Saved data entries
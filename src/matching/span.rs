//! Positional spans and the span matcher.
//!
//! A [`SpanMatcher`] wraps an ordinary matcher tree (an intersection for
//! `Near`, a union for `Or`, ...) and filters its documents down to those
//! where the span condition holds, auto-advancing past documents whose span
//! list comes out empty.

use crate::error::{Result, WhorlError};
use crate::matching::binary::{BinaryMatcher, BinaryOp};
use crate::matching::Matcher;

/// A range of token positions, optionally with character offsets.
#[derive(Debug, Clone, Copy, PartialEq)]
pub struct Span {
    pub start: u32,
    pub end: u32,
    pub startchar: Option<u32>,
    pub endchar: Option<u32>,
    pub boost: f32,
}

impl Span {
    pub fn new(start: u32, end: u32) -> Self {
        Span {
            start: start.min(end),
            end: start.max(end),
            startchar: None,
            endchar: None,
            boost: 1.0,
        }
    }

    pub fn with_chars(start: u32, end: u32, startchar: u32, endchar: u32) -> Self {
        Span {
            startchar: Some(startchar),
            endchar: Some(endchar),
            ..Span::new(start, end)
        }
    }

    fn key(&self) -> (u32, u32, Option<u32>, Option<u32>) {
        (self.start, self.end, self.startchar, self.endchar)
    }

    pub fn overlaps(&self, other: &Span) -> bool {
        (self.start >= other.start && self.start <= other.end)
            || (self.end >= other.start && self.end <= other.end)
            || (other.start >= self.start && other.start <= self.end)
            || (other.end >= self.start && other.end <= self.end)
    }

    /// Gap between two spans in positions; 0 when they overlap.
    pub fn distance_to(&self, other: &Span) -> u32 {
        if self.overlaps(other) {
            0
        } else if self.end < other.start {
            other.start - self.end
        } else {
            self.start - other.end
        }
    }

    /// The smallest span covering both.
    pub fn to(&self, other: &Span) -> Span {
        let chars = |a: Option<u32>, b: Option<u32>, pick: fn(u32, u32) -> u32| match (a, b) {
            (Some(a), Some(b)) => Some(pick(a, b)),
            (a, b) => a.or(b),
        };
        Span {
            start: self.start.min(other.start),
            end: self.end.max(other.end),
            startchar: chars(self.startchar, other.startchar, u32::min),
            endchar: chars(self.endchar, other.endchar, u32::max),
            boost: self.boost.max(other.boost),
        }
    }

    /// Merge overlapping or touching spans.
    pub fn merge(spans: &[Span]) -> Vec<Span> {
        let mut sorted = spans.to_vec();
        sort_spans(&mut sorted);
        let mut merged: Vec<Span> = Vec::with_capacity(sorted.len());
        for span in sorted {
            match merged.last_mut() {
                Some(last) if span.start <= last.end.saturating_add(1) => *last = last.to(&span),
                _ => merged.push(span),
            }
        }
        merged
    }
}

/// Sort by position and drop duplicates.
pub fn sort_spans(spans: &mut Vec<Span>) {
    spans.sort_by_key(Span::key);
    spans.dedup_by_key(|s| s.key());
}

/// The condition a [`SpanMatcher`] applies.
#[derive(Debug, Clone, Copy, PartialEq)]
pub enum SpanKind {
    /// Spans ending at or before `limit`.
    First { limit: u32 },
    /// Covering spans of an `a` span and a `b` span at most `slop` apart.
    Near { slop: u32, ordered: bool, mindist: u32 },
    /// Spans of either side.
    Or,
    /// Spans of `a` that overlap no span of `b`.
    Not,
    /// Spans of `a` that contain a span of `b`.
    Contains,
    /// Spans of `a` ending before the first span of `b`.
    Before,
    /// Spans of `a` in documents that also match `b`.
    Condition,
}

#[derive(Debug, Clone)]
pub struct SpanMatcher {
    kind: SpanKind,
    child: Matcher,
    spans: Vec<Span>,
}

impl SpanMatcher {
    fn build(kind: SpanKind, child: Matcher) -> Result<Matcher> {
        let mut matcher = SpanMatcher {
            kind,
            child,
            spans: Vec::new(),
        };
        matcher.find_spans()?;
        Ok(Matcher::Span(Box::new(matcher)))
    }

    fn binary(kind: SpanKind, op: BinaryOp, a: Matcher, b: Matcher) -> Result<Matcher> {
        let child = Matcher::Binary(Box::new(BinaryMatcher::new(op, a, b)?));
        Self::build(kind, child)
    }

    pub fn first(child: Matcher, limit: u32) -> Result<Matcher> {
        Self::build(SpanKind::First { limit }, child)
    }

    pub fn near(a: Matcher, b: Matcher, slop: u32, ordered: bool, mindist: u32) -> Result<Matcher> {
        let kind = SpanKind::Near {
            slop,
            ordered,
            mindist,
        };
        Self::binary(kind, BinaryOp::Intersection, a, b)
    }

    pub fn or(a: Matcher, b: Matcher) -> Result<Matcher> {
        Self::binary(SpanKind::Or, BinaryOp::Union, a, b)
    }

    pub fn not(a: Matcher, b: Matcher) -> Result<Matcher> {
        Self::binary(SpanKind::Not, BinaryOp::AndMaybe, a, b)
    }

    pub fn contains(a: Matcher, b: Matcher) -> Result<Matcher> {
        Self::binary(SpanKind::Contains, BinaryOp::Intersection, a, b)
    }

    pub fn before(a: Matcher, b: Matcher) -> Result<Matcher> {
        Self::binary(SpanKind::Before, BinaryOp::Intersection, a, b)
    }

    pub fn condition(a: Matcher, b: Matcher) -> Result<Matcher> {
        Self::binary(SpanKind::Condition, BinaryOp::Intersection, a, b)
    }

    pub fn kind(&self) -> SpanKind {
        self.kind
    }

    pub(crate) fn child(&self) -> &Matcher {
        &self.child
    }

    fn pair(&self) -> Result<(&Matcher, &Matcher)> {
        match &self.child {
            Matcher::Binary(pair) => Ok((&pair.a, &pair.b)),
            _ => Err(WhorlError::query(format!(
                "{:?} span needs two sub-matchers",
                self.kind
            ))),
        }
    }

    fn compute_spans(&self) -> Result<Vec<Span>> {
        let mut spans = match self.kind {
            SpanKind::First { limit } => {
                let mut spans = self.child.spans()?;
                spans.retain(|s| s.end <= limit);
                spans
            }
            SpanKind::Near {
                slop,
                ordered,
                mindist,
            } => {
                let (a, b) = self.pair()?;
                near_spans(&a.spans()?, &b.spans()?, slop, ordered, mindist)
            }
            SpanKind::Or => {
                let (a, b) = self.pair()?;
                let id = self.child.id();
                let mut spans = Vec::new();
                for side in [a, b] {
                    if side.is_active() && side.id() == id {
                        spans.extend(side.spans()?);
                    }
                }
                Span::merge(&spans)
            }
            SpanKind::Not => {
                let (a, b) = self.pair()?;
                let mut spans = a.spans()?;
                if b.is_active() && b.id() == a.id() {
                    let excluded = b.spans()?;
                    spans.retain(|s| !excluded.iter().any(|x| s.overlaps(x)));
                }
                spans
            }
            SpanKind::Contains => {
                let (a, b) = self.pair()?;
                let inner = b.spans()?;
                let mut spans = a.spans()?;
                spans.retain(|s| inner.iter().any(|x| s.start <= x.start && x.end <= s.end));
                spans
            }
            SpanKind::Before => {
                let (a, b) = self.pair()?;
                let first_b = b.spans()?.iter().map(|s| s.start).min();
                let mut spans = a.spans()?;
                spans.retain(|s| first_b.is_some_and(|start| s.end < start));
                spans
            }
            SpanKind::Condition => self.pair()?.0.spans()?,
        };
        sort_spans(&mut spans);
        Ok(spans)
    }

    /// Advance the child until a document with at least one span.
    fn find_spans(&mut self) -> Result<()> {
        self.spans.clear();
        while self.child.is_active() {
            self.spans = self.compute_spans()?;
            if !self.spans.is_empty() {
                break;
            }
            self.child.next()?;
        }
        Ok(())
    }

    pub(crate) fn is_active(&self) -> bool {
        self.child.is_active()
    }

    pub(crate) fn id(&self) -> u64 {
        self.child.id()
    }

    pub(crate) fn next(&mut self) -> Result<()> {
        self.child.next()?;
        self.find_spans()
    }

    pub(crate) fn skip_to(&mut self, target: u64) -> Result<()> {
        if target <= self.id() {
            return Ok(());
        }
        self.child.skip_to(target)?;
        self.find_spans()
    }

    pub(crate) fn spans(&self) -> Vec<Span> {
        self.spans.clone()
    }

    pub(crate) fn reset(&mut self) -> Result<()> {
        self.child.reset()?;
        self.find_spans()
    }

    pub(crate) fn skip_to_quality(&mut self, min_quality: f32) -> Result<usize> {
        let skipped = self.child.skip_to_quality(min_quality)?;
        if skipped > 0 {
            self.find_spans()?;
        }
        Ok(skipped)
    }

    pub(crate) fn replace(self) -> Matcher {
        if self.is_active() {
            Matcher::Span(Box::new(self))
        } else {
            Matcher::Null
        }
    }
}

/// Spans joining an `a` span to a `b` span no further than `slop` and no
/// closer than `mindist` apart. `b` spans are sorted by start.
pub fn near_spans(a: &[Span], b: &[Span], slop: u32, ordered: bool, mindist: u32) -> Vec<Span> {
    let mut spans = Vec::new();
    for aspan in a {
        for bspan in b {
            if u64::from(bspan.end) + u64::from(slop) < u64::from(aspan.start)
                || (ordered && aspan.start > bspan.start)
            {
                continue;
            }
            if u64::from(bspan.start) > u64::from(aspan.end) + u64::from(slop) {
                break;
            }
            let dist = aspan.distance_to(bspan);
            if mindist <= dist && dist <= slop {
                spans.push(aspan.to(bspan));
            }
        }
    }
    sort_spans(&mut spans);
    spans
}

#[cfg(test)]
mod tests {
    use super::*;
    use crate::codec::postings::encode_positions;
    use crate::matching::leaf::ListMatcher;
    use crate::schema::PostingFormat;

    fn positions(docs: &[(u64, &[u32])]) -> Matcher {
        let ids = docs.iter().map(|(id, _)| *id).collect();
        let values = docs.iter().map(|(_, p)| encode_positions(p)).collect();
        ListMatcher::new(ids)
            .with_values(PostingFormat::Positions, values)
            .into_matcher()
    }

    #[test]
    fn test_span_geometry() {
        let a = Span::new(2, 4);
        assert!(a.overlaps(&Span::new(4, 6)));
        assert!(!a.overlaps(&Span::new(5, 6)));
        assert_eq!(a.distance_to(&Span::new(6, 6)), 2);
        assert_eq!(Span::new(8, 9).distance_to(&a), 4);
        let joined = a.to(&Span::new(7, 7));
        assert_eq!((joined.start, joined.end), (2, 7));

        let merged = Span::merge(&[Span::new(5, 6), Span::new(1, 2), Span::new(3, 3)]);
        assert_eq!(merged.len(), 1);
        assert_eq!((merged[0].start, merged[0].end), (1, 6));
    }

    #[test]
    fn test_near_adjacent() {
        let a = positions(&[(1, &[0])]);
        let b = positions(&[(1, &[1])]);
        let mut near = SpanMatcher::near(a, b, 1, true, 1).unwrap();
        assert_eq!(near.id(), 1);
        let spans = near.spans().unwrap();
        assert_eq!(spans.len(), 1);
        assert_eq!((spans[0].start, spans[0].end), (0, 1));
        near.next().unwrap();
        assert!(!near.is_active());
    }

    #[test]
    fn test_near_skips_distant_documents() {
        let a = positions(&[(1, &[0]), (2, &[0]), (3, &[5])]);
        let b = positions(&[(1, &[6]), (2, &[2]), (3, &[4])]);
        let near = SpanMatcher::near(a.clone(), b.clone(), 2, false, 1).unwrap();
        let ids = near.clone().all_ids().unwrap();
        assert_eq!(ids, vec![2, 3]);

        let ordered = SpanMatcher::near(a, b, 2, true, 1).unwrap();
        assert_eq!(ordered.clone().all_ids().unwrap(), vec![2]);
    }

    #[test]
    fn test_first_and_not() {
        let a = positions(&[(0, &[0, 9]), (1, &[7])]);
        let first = SpanMatcher::first(a.clone(), 3).unwrap();
        assert_eq!(first.clone().all_ids().unwrap(), vec![0]);

        let b = positions(&[(0, &[0]), (1, &[7])]);
        let not = SpanMatcher::not(a, b).unwrap();
        assert_eq!(not.id(), 0);
        let spans = not.spans().unwrap();
        assert_eq!(spans.len(), 1);
        assert_eq!(spans[0].start, 9);
        assert_eq!(not.clone().all_ids().unwrap(), vec![0]);
    }

    #[test]
    fn test_or_contains_before() {
        let a = positions(&[(0, &[1]), (2, &[3])]);
        let b = positions(&[(1, &[0]), (2, &[5])]);
        let or = SpanMatcher::or(a.clone(), b.clone()).unwrap();
        assert_eq!(or.clone().all_ids().unwrap(), vec![0, 1, 2]);

        let before = SpanMatcher::before(a.clone(), b.clone()).unwrap();
        assert_eq!(before.clone().all_ids().unwrap(), vec![2]);

        let wide = SpanMatcher::near(a, b.clone(), 3, true, 1).unwrap();
        let mut contains = SpanMatcher::contains(wide, b).unwrap();
        assert_eq!(contains.all_ids().unwrap(), vec![2]);
    }

    #[test]
    fn test_or_merges_overlapping_spans() {
        let left = SpanMatcher::near(positions(&[(4, &[1])]), positions(&[(4, &[2])]), 1, true, 1).unwrap();
        let right = SpanMatcher::near(positions(&[(4, &[2])]), positions(&[(4, &[3])]), 1, true, 1).unwrap();
        let or = SpanMatcher::or(left, right).unwrap();
        assert_eq!(or.id(), 4);
        let spans = or.spans().unwrap();
        assert_eq!(spans.len(), 1);
        assert_eq!((spans[0].start, spans[0].end), (1, 3));

        let apart = SpanMatcher::or(positions(&[(0, &[1])]), positions(&[(0, &[6])])).unwrap();
        let spans = apart.spans().unwrap();
        assert_eq!(spans.iter().map(|s| (s.start, s.end)).collect::<Vec<_>>(), vec![(1, 1), (6, 6)]);
    }
}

Your assignment: Look through the records above and report how many lines hold the word "values", giving only the number.

Written reply: 2